Ici, l'équipe de recherche effectuera un criblage lipidomique à large spectre de médicaments anti-inflammatoires et de médicaments candidats qui antagonisent les récepteurs (récepteurs LTC4, LTB4, EP4) ou inhibent des composants spécifiques (COX-1, COX-2, mPGES-1, 5 -KO, FLAP, LTA4A) de la voie de l'acide arachidonique dans un test in vitro sur sang total humain (hWBA).

Les résultats in vitro préliminaires de la partie A ont démontré que le ciblage de la COX-2 avec un inhibiteur sélectif de la COX-2, le célécoxib, affectait non seulement la voie de la cyclooxygénase, mais également la cascade de la lipoxygénase. Le célécoxib a inhibé les produits dérivés de la COX PGE2, PGF2a et TxB2 et réduit significativement les niveaux de 15-HETE, un produit de la cascade 15-LOX.

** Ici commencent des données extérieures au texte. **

impl Dialect for StratumDialect {
    fn name(&self) -> &'static str {
        "stratum"
    }

    fn subscribe(&self, agent: &str) -> Option<Request> {
        Some(Request::new("mining.subscribe", json!([agent])))
    }

    fn authorize(&self, pool: &PoolDescriptor, _agent: &str) -> Request {
        Request::new("mining.authorize", json!([pool.user, pool.password]))
    }

    fn parse_authorize(
        &self,
        pool: &PoolDescriptor,
        result: Option<&Value>,
        error: Option<&Value>,
    ) -> Result<Authorized> {
        if let Some(error) = error {
            return Err(Error::AuthorizationRejected(error_reason(error)));
        }
        match result {
            Some(Value::Bool(true)) => Ok(Authorized {
                session: Session {
                    id: None,
                    user: pool.user.clone(),
                },
                job: None,
            }),
            Some(Value::Bool(false)) => Err(Error::AuthorizationRejected(
                "Pool returned false".to_string(),
            )),
            _ => Err(Error::Protocol("Invalid authorize response".to_string())),
        }
    }

    fn parse_notification(&self, method: &str, params: &Value) -> Result<Notification> {
        match method {
            "mining.notify" => {
                // [job_id, blob, target, clean_jobs]
                let arr = params.as_array().ok_or_else(|| {
                    Error::Protocol("mining.notify params not an array".to_string())
                })?;
                let field = |i: usize, name: &str| {
                    arr.get(i)
                        .and_then(Value::as_str)
                        .map(str::to_string)
                        .ok_or_else(|| {
                            Error::Protocol(format!("mining.notify missing {}", name))
                        })
                };
                Ok(Notification::Job(JobParams {
                    job_id: field(0, "job_id")?,
                    blob: field(1, "blob")?,
                    target: field(2, "target")?,
                }))
            }
            "client.reconnect" => Ok(Notification::Reconnect),
            _ => Ok(Notification::Unknown),
        }
    }

    fn submit(&self, session: &Session, share: &Share, stale: bool) -> Request {
        let mut params = vec![
            json!(session.user),
            json!(share.job.id),
            json!(share.nonce_hex()),
            json!(share.digest_hex()),
        ];
        if stale {
            params.push(Value::Bool(true));
        }
        Request::new("mining.submit", Value::Array(params))
    }

    fn parse_submit(&self, result: Option<&Value>, error: Option<&Value>) -> SubmitReply {
        if let Some(error) = error {
            return SubmitReply::Rejected(error_reason(error));
        }
        match result {
            Some(Value::Bool(true)) => SubmitReply::Accepted,
            _ => SubmitReply::Rejected("Pool returned false".to_string()),
        }
    }

    fn keepalive(&self, _session: &Session) -> Option<Request> {
        None
    }
}

#[cfg(test)]
mod tests {
    use super::*;
    use crate::algo::Algorithm;
    use crate::pool::{Job, PoolId, NONCE_OFFSET};

    fn pool() -> PoolDescriptor {
        PoolDescriptor {
            host: "pool.example.com".to_string(),
            port: 3333,
            tls: false,
            user: "wallet".to_string(),
            password: "x".to_string(),
            keepalive: true,
            algo: Algorithm::Cryptonight,
            nicehash: false,
        }
    }

    fn share() -> Share {
        let blob = hex::encode(vec![0u8; NONCE_OFFSET + 37]);
        let job =
            Job::from_hex("j1", &blob, "ffffffff", Algorithm::Cryptonight, PoolId(0), 1, false)
                .unwrap();
        Share::new(Arc::new(job), 7, [0u8; 32])
    }

    #[test]
    fn login_reply_with_job() {
        let dialect = LoginDialect::default();
        let result = json!({
            "id": "sess-1",
            "job": {"job_id": "j1", "blob": "00", "target": "b88d0600", "id": "sess-1"},
            "status": "OK"
        });
        let auth = dialect.parse_authorize(&pool(), Some(&result), None).unwrap();
        assert_eq!(auth.session.id.as_deref(), Some("sess-1"));
        assert_eq!(auth.job.unwrap().job_id, "j1");
    }

    #[test]
    fn login_error_is_credential_failure() {
        let dialect = LoginDialect::default();
        let error = json!({"code": -1, "message": "Invalid address"});
        let err = dialect.parse_authorize(&pool(), None, Some(&error)).unwrap_err();
        assert!(err.is_credential());
        assert!(err.to_string().contains("Invalid address"));
    }

    #[test]
    fn login_reply_without_id_is_protocol_error() {
        let dialect = LoginDialect::default();
        let err = dialect
            .parse_authorize(&pool(), Some(&json!({"status": "OK"})), None)
            .unwrap_err();
        assert!(matches!(err, Error::Protocol(_)));
    }

    #[test]
    fn custom_method_names() {
        let methods = MethodNames {
            login: "auth".to_string(),
            job: "work".to_string(),
            submit: "found".to_string(),
            keepalive: "ping".to_string(),
        };
        let dialect = LoginDialect::new(methods);
        assert_eq!(dialect.authorize(&pool(), "agent").method, "auth");

        let params = json!({"job_id": "j2", "blob": "00", "target": "ff"});
        assert!(matches!(
            dialect.parse_notification("work", &params).unwrap(),
            Notification::Job(_)
        ));
        assert_eq!(
            dialect.parse_notification("job", &params).unwrap(),
            Notification::Unknown
        );

        let session = Session {
            id: Some("s".into()),
            user: "wallet".into(),
        };
        assert_eq!(dialect.submit(&session, &share(), false).method, "found");
        assert_eq!(dialect.keepalive(&session).unwrap().method, "ping");
    }

    #[test]
    fn login_submit_carries_session_and_stale_marker() {
        let dialect = LoginDialect::default();
        let session = Session {
            id: Some("sess-1".into()),
            user: "wallet".into(),
        };

        let fresh = dialect.submit(&session, &share(), false);
        assert_eq!(fresh.params["id"], "sess-1");
        assert_eq!(fresh.params["job_id"], "j1");
        assert_eq!(fresh.params["nonce"], "07000000");
        assert!(fresh.params.get("stale").is_none());

        let stale = dialect.submit(&session, &share(), true);
        assert_eq!(stale.params["stale"], true);
    }

    #[test]
    fn login_submit_replies() {
        let dialect = LoginDialect::default();
        assert_eq!(
            dialect.parse_submit(Some(&json!({"status": "OK"})), None),
            SubmitReply::Accepted
        );
        assert_eq!(
            dialect.parse_submit(None, Some(&json!({"code": -1, "message": "Low difficulty share"}))),
            SubmitReply::Rejected("Low difficulty share".to_string())
        );
    }

    #[test]
    fn stratum_notify_and_reconnect() {
        let dialect = StratumDialect;
        let params = json!(["j9", "0707", "ffffffff", true]);
        assert_eq!(
            dialect.parse_notification("mining.notify", &params).unwrap(),
            Notification::Job(JobParams {
                job_id: "j9".into(),
                blob: "0707".into(),
                target: "ffffffff".into(),
            })
        );
        assert_eq!(
            dialect.parse_notification("client.reconnect", &json!([])).unwrap(),
            Notification::Reconnect
        );
        assert!(dialect
            .parse_notification("mining.notify", &json!({"job_id": "x"}))
            .is_err());
    }

    #[test]
    fn stratum_authorize_false_is_credential_failure() {
        let dialect = StratumDialect;
        let err = dialect
            .parse_authorize(&pool(), Some(&json!(false)), None)
            .unwrap_err();
        assert!(err.is_credential());
        assert!(dialect.parse_authorize(&pool(), Some(&json!(true)), None).is_ok());
    }

    #[test]
    fn stratum_submit_shape() {
        let dialect = StratumDialect;
        let session = Session {
            id: None,
            user: "wallet.rig".into(),
        };
        let req = dialect.submit(&session, &share(), true);
        assert_eq!(req.method, "mining.submit");
        assert_eq!(req.params[0], "wallet.rig");
        assert_eq!(req.params[1], "j1");
        assert_eq!(req.params[4], true);
        assert!(dialect.keepalive(&session).is_none());
    }
}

Dans la partie B, les chercheurs proposent d'étudier l'effet du célécoxib sur les lipides plasmatiques ex vivo. Des volontaires sains, non-fumeurs, hommes et femmes, seront invités à prendre une dose thérapeutique unique de 200 mg de célécoxib ou une pilule placebo et à fournir des échantillons de sang et d'urine avant et après l'administration du médicament. Les expériences comprendront (i) le test sur sang total ex vivo, dans lequel les lipides seront mesurés dans le sang prélevé avant et 3 heures (Tmax) après l'administration de célécoxib et stimulé avec du LPS, (ii) les métabolites lipidiques seront mesurés dans le sang pré- et des échantillons d'urine post-célécoxib, (iii) les concentrations plasmatiques et urinaires de célécoxib seront mesurées pour évaluer le profil pharmacocinétique du médicament à l'étude.

Les chercheurs s'attendent à ce que le profil lipidique de l'hWBA ex vivo réalisé sur des sujets traités au célécoxib récapitule les résultats de l'hWBA in vitro reçu avec du sang humain traité au célécoxib.